RISOTTO ALLA MILANESE ...and a little bit about saffron





Saffron threads are the dried stigmas of a crocus flower, "Crocus Sativus Linneaus". Each flower has three stigmas, which are picked carefully by hand. Around 250,000 stigmas are needed to produce a pound of Saffron. THAT’S why it’s so expensive! Luckily for us, a little tiny bit goes a long way. Saffron is the distinctive flavoring and coloring agent in Spanish Paella. It’s also the main flavor/color in the Italian specialty Risotto a la Milanese (recipe below).

Saffron is produced in warm climates. In Europe, most of it comes from Spain or Italy or Greece or Iran. I usually buy it when I’m in Spain or Italy, and it’s (a little bit) cheaper that way.

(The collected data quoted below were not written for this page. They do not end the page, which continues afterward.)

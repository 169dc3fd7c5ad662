//! The random beacon facade.
//!
//! [`RandomBeacon`] exposes every beacon operation on top of a [`Ledger`]
//! and a [`StakingRegistry`]. Each write operation runs as one transaction:
//!
//! 1. copy the storage owned by the ledger,
//! 2. apply the transition to the copy, collecting its effects in order,
//! 3. on success commit the copy, then emit events, execute slash orders
//!    and invoke callbacks in the order they were produced.
//!
//! A failed transition leaves storage untouched and emits nothing. Slashing
//! and callbacks run after commit and can only add `*Failed` events.

use {
    crate::{
        authorization::PendingDecrease,
        config::{
            AuthorizationParameters, GovernanceParameters, GroupCreationParameters,
            RelayEntryParameters, RewardParameters, SlashingParameters,
        },
        crypto::hashv,
        dkg::DkgState,
        error::{BeaconError, Result},
        events::BeaconEvent,
        ledger::{BeaconStorage, Ledger},
        relay::{verify_unauthorized_signing, RelayState},
        slashing::{relay_entry_delay_penalty, NotifierReward, SlashOrder, SlashingEngine, Violation},
        sortition::SortitionPool,
        staking::StakingRegistry,
        types::{
            DkgResult, Group, GroupId, InactivityClaim, OperatorId, RelayEntryRequest, RequestId,
            GENESIS_SEED,
        },
    },
    log::*,
    solana_hash::Hash,
    solana_pubkey::Pubkey,
};

// ---------------------------------------------------------------------------
// Transactions
// ---------------------------------------------------------------------------

/// Deferred consequence of a transition, applied after commit.
#[derive(Debug)]
enum Effect {
    Emit(BeaconEvent),
    Slash(SlashOrder),
    Callback {
        consumer: Pubkey,
        entry: Vec<u8>,
        block: u64,
    },
}

/// Working state of one transaction.
struct Transaction<'a, S: ?Sized> {
    storage: BeaconStorage,
    staking: &'a mut S,
    now: u64,
    randomness: Hash,
    effects: Vec<Effect>,
}

impl<S: StakingRegistry + ?Sized> Transaction<'_, S> {
    fn emit(&mut self, event: BeaconEvent) {
        self.effects.push(Effect::Emit(event));
    }

    fn slash(&mut self, order: SlashOrder) {
        self.effects.push(Effect::Slash(order));
    }

    fn require_governance(&self, caller: &Pubkey) -> Result<()> {
        if *caller != self.storage.governance {
            return Err(BeaconError::NotGovernance(*caller));
        }
        Ok(())
    }

    fn require_staking_contract(&self, caller: &Pubkey) -> Result<()> {
        if *caller != self.storage.staking_contract {
            return Err(BeaconError::NotStakingContract(*caller));
        }
        Ok(())
    }

    fn pool_weight_divisor(&self) -> u128 {
        self.storage.params.pool_weight_divisor.0
    }

    fn staking_provider_of(&self, operator: &Pubkey) -> Result<Pubkey> {
        self.storage
            .authorizations
            .staking_provider_of(operator)
            .ok_or(BeaconError::OperatorNotRegistered(*operator))
    }

    fn eligible_stake(&self, staking_provider: &Pubkey) -> u128 {
        let authorized = self.staking.authorized_stake(staking_provider);
        self.storage
            .authorizations
            .eligible_stake(staking_provider, authorized)
    }

    /// Check `members` against the group commitment and resolve their
    /// operator keys.
    fn group_members(&self, group_id: GroupId, members: &[OperatorId]) -> Result<(Group, Vec<Pubkey>)> {
        let group = self
            .storage
            .groups
            .validate_members(group_id, members)?
            .clone();
        let keys = self
            .storage
            .pool
            .operator_addresses(members)
            .ok_or(BeaconError::InvalidGroupMembers)?;
        Ok((group, keys))
    }

    fn staking_providers_of(&self, operators: &[Pubkey]) -> Vec<Pubkey> {
        operators
            .iter()
            .filter_map(|operator| self.storage.authorizations.staking_provider_of(operator))
            .collect()
    }

    /// Start the decrease delay of a pending request once the operator's pool
    /// weight reflects it.
    fn activate_pending_decrease(&mut self, staking_provider: Pubkey, operator: Pubkey) {
        let was_waiting = self
            .storage
            .authorizations
            .pending_decrease(&staking_provider)
            .is_some_and(|pending| pending.decreasing_at.is_none());
        if !was_waiting {
            return;
        }
        let params = self.storage.params.authorization.clone();
        let Some(decreasing_at) =
            self.storage
                .authorizations
                .operator_status_updated(&staking_provider, &params, self.now)
        else {
            return;
        };
        let from_amount = self.staking.authorized_stake(&staking_provider);
        let to_amount = self.eligible_stake(&staking_provider);
        self.emit(BeaconEvent::AuthorizationDecreaseRequested {
            staking_provider,
            operator,
            from_amount,
            to_amount,
            decreasing_at,
        });
    }

    fn start_dkg(&mut self, seed: Hash) -> Result<()> {
        self.storage.dkg.start(seed, self.now)?;
        self.emit(BeaconEvent::DkgStarted { seed });
        Ok(())
    }

    fn lock_dkg(&mut self) -> Result<()> {
        self.storage.dkg.lock(self.now)?;
        self.storage.pool.lock();
        self.emit(BeaconEvent::DkgStateLocked);
        Ok(())
    }
}

// ---------------------------------------------------------------------------
// Facade
// ---------------------------------------------------------------------------

pub struct RandomBeacon<L, S> {
    ledger: L,
    staking: S,
}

You can buy saffron in two forms: threads or powder.



If you buy threads, be sure that they’re a dark red/orange color, and that they’re dry and brittle. If there are some lighter orange or yellow or beige threads in there, it’s a lower quality and won’t have the strength of good saffron--you’ll need more for the same effect, and in the end it’s more expensive. When you use the threads, they should be soaked for at least 10-15 minutes in a little warm water to release the flavors (but the longer you soak them the stronger the flavor). The resulting ‘tea’ can be mixed into whatever you’re making, along with the threads. I like to see the little threads in finished dishes. You can also steep the threads in warm milk or broth or whatever liquid you’re using if you don’t want the water to dilute the dish. Or you can steep them in room temperature wine or lemon juice.

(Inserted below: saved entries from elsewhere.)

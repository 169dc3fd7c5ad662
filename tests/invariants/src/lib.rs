//! TRv1 Random Beacon Property-Based Invariant Tests
//!
//! Uses proptest to verify critical beacon invariants across:
//! - Sortition selection and reward accounting
//! - Slashing amounts and notifier rewards
//! - Relay request and group creation lifecycles

pub mod lifecycle_invariants;
pub mod slashing_invariants;
pub mod sortition_invariants;
//! # TRv1 Random Beacon
//!
//! A threshold random beacon coordinated on the TRv1 ledger.
//!
//! Staked operators join a weighted **sortition pool**. Groups of operators
//! are selected from the pool with a public seed and run an off-ledger
//! **distributed key generation** (DKG); one member submits the result,
//! which can be challenged before it is approved and the group registered.
//! Registered groups answer **relay requests** with a BLS threshold
//! signature over the previous entry, forming a chain of unpredictable and
//! verifiable random values. Late answers, missed answers, leaked group keys
//! and malicious DKG results are **slashed** through the staking registry.
//!
//! # Architecture
//!
//! ```text
//! ┌──────────────────────────────────────────────────────────────┐
//! │                     RandomBeacon facade                       │
//! │   transactions: copy storage → transition → commit → effects  │
//! │  ┌──────────────┐  ┌────────────────┐  ┌──────────────────┐  │
//! │  │ Sortition    │  │ DkgCoordinator │  │ RelayEntry       │  │
//! │  │ Pool+Rewards │◀─│  + validator   │  │ Coordinator      │  │
//! │  └──────────────┘  └────────────────┘  └──────────────────┘  │
//! │  ┌──────────────┐  ┌────────────────┐  ┌──────────────────┐  │
//! │  │ Authori-     │  │ Groups         │  │ Inactivity       │  │
//! │  │ zations      │  │                │  │ Claims           │  │
//! │  └──────────────┘  └────────────────┘  └──────────────────┘  │
//! │  ┌─────────────────────────┐  ┌──────────────────────────┐   │
//! │  │ SlashingEngine          │  │ GovernanceParameters     │   │
//! │  └─────────────────────────┘  └──────────────────────────┘   │
//! └───────────────┬───────────────────────────────┬──────────────┘
//!                 ▼                               ▼
//!         Ledger (storage, blocks,        StakingRegistry (stake,
//!         events, callbacks)              seize, slash)
//! ```
//!
//! All timeouts are block-height deltas, evaluated when an operation is
//! called. Events are written to the ledger log as [`events::LedgerLog`]s
//! and can be consumed through typed [`events::EventBus`] subscriptions.

pub mod authorization;
pub mod beacon;
pub mod config;
pub mod crypto;
pub mod dkg;
pub mod dkg_validator;
pub mod error;
pub mod events;
pub mod groups;
pub mod inactivity;
pub mod ledger;
pub mod relay;
pub mod rewards;
pub mod slashing;
pub mod sortition;
pub mod staking;
#[cfg(any(test, feature = "dev-context-only-utils"))]
pub mod test_utils;
pub mod types;


// Re-exports for convenience.
pub use beacon::RandomBeacon;
pub use config::{ConfigError, GovernanceParameters};
pub use dkg::DkgState;
pub use error::{BeaconError, Result, ValidationError};
pub use events::{BeaconEvent, EventKind};
pub use ledger::{BeaconStorage, Ledger};
pub use relay::RelayState;
pub use staking::{StakingError, StakingRegistry};
pub use types::{DkgResult, Group, GroupId, InactivityClaim, OperatorId, RequestId};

If you buy powder, it should have the same dark red/orange color. It’s important to be sure that you buy from a reputable source, because it’s not all THAT hard to adulterate the powder. I use powder when I don’t want to have the little red threads in the finished dish, or when I want stronger color overall. You don’t have to soak the powder, you just add it to the dish near the end of cooking.


Whatever form you use it in, it should always be added near the end of cooking. Here’s one of my favorite ways to use it:



Risotto alla Milanese


1/2 liter / 2 cups chicken or vegetable stock

6 tablespoons olive oil

1 onion or 2-3 shallots

7 oz / 200 g Arborio or Carnaroli rice

6 ‘portions’ saffron

75 / 1/4 cup ml white wine

100 / 4 oz g fresh parmesan, freshly grated


1. Finely chop the onion or shallots. Put the stock on to heat. It should be simmering.


2. In a wide, shallow pan, heat the olive oil and add the onion. Cook gently, till it starts to brown. Add the rice, and stir till the rice becomes translucent. It should look like this:



3. Add the wine, and stir till it’s gone. Add 1-2 ladles full of hot stock, and stir. Cook on medium low heat till the stock is absorbed by the rice, and then add some more. Stir the rice often to make sure it doesn’t stick. Continue doing this till the rice is done, about 25 minutes (if you run out of stock, you can use hot water).


4. Check the rice starting at about 20 minutes. It’s done when it has a creamy sauce all around it and there is no longer a hard center. You don’t want it soft, but it shouldn’t be crunchy.


5. When you add the last ladles full of stock, add the saffron and stir it in well. When the rice is done, you want it to be a little runny, because then you’ll add the grated parmesan. Stir it well, add salt and pepper and serve.


Serves 4 if they like it and 10 if they don’t.



Notes:

  • You can use any rice that’s meant for risotto--this is short grained rice. Don’t use rice that’s meant to be steamed, because it won’t have the starchy exterior that it needs to make the sauce.
  • If you don’t have stock, you can use hot water. If you want to make this vegetarian, use vegetable stock.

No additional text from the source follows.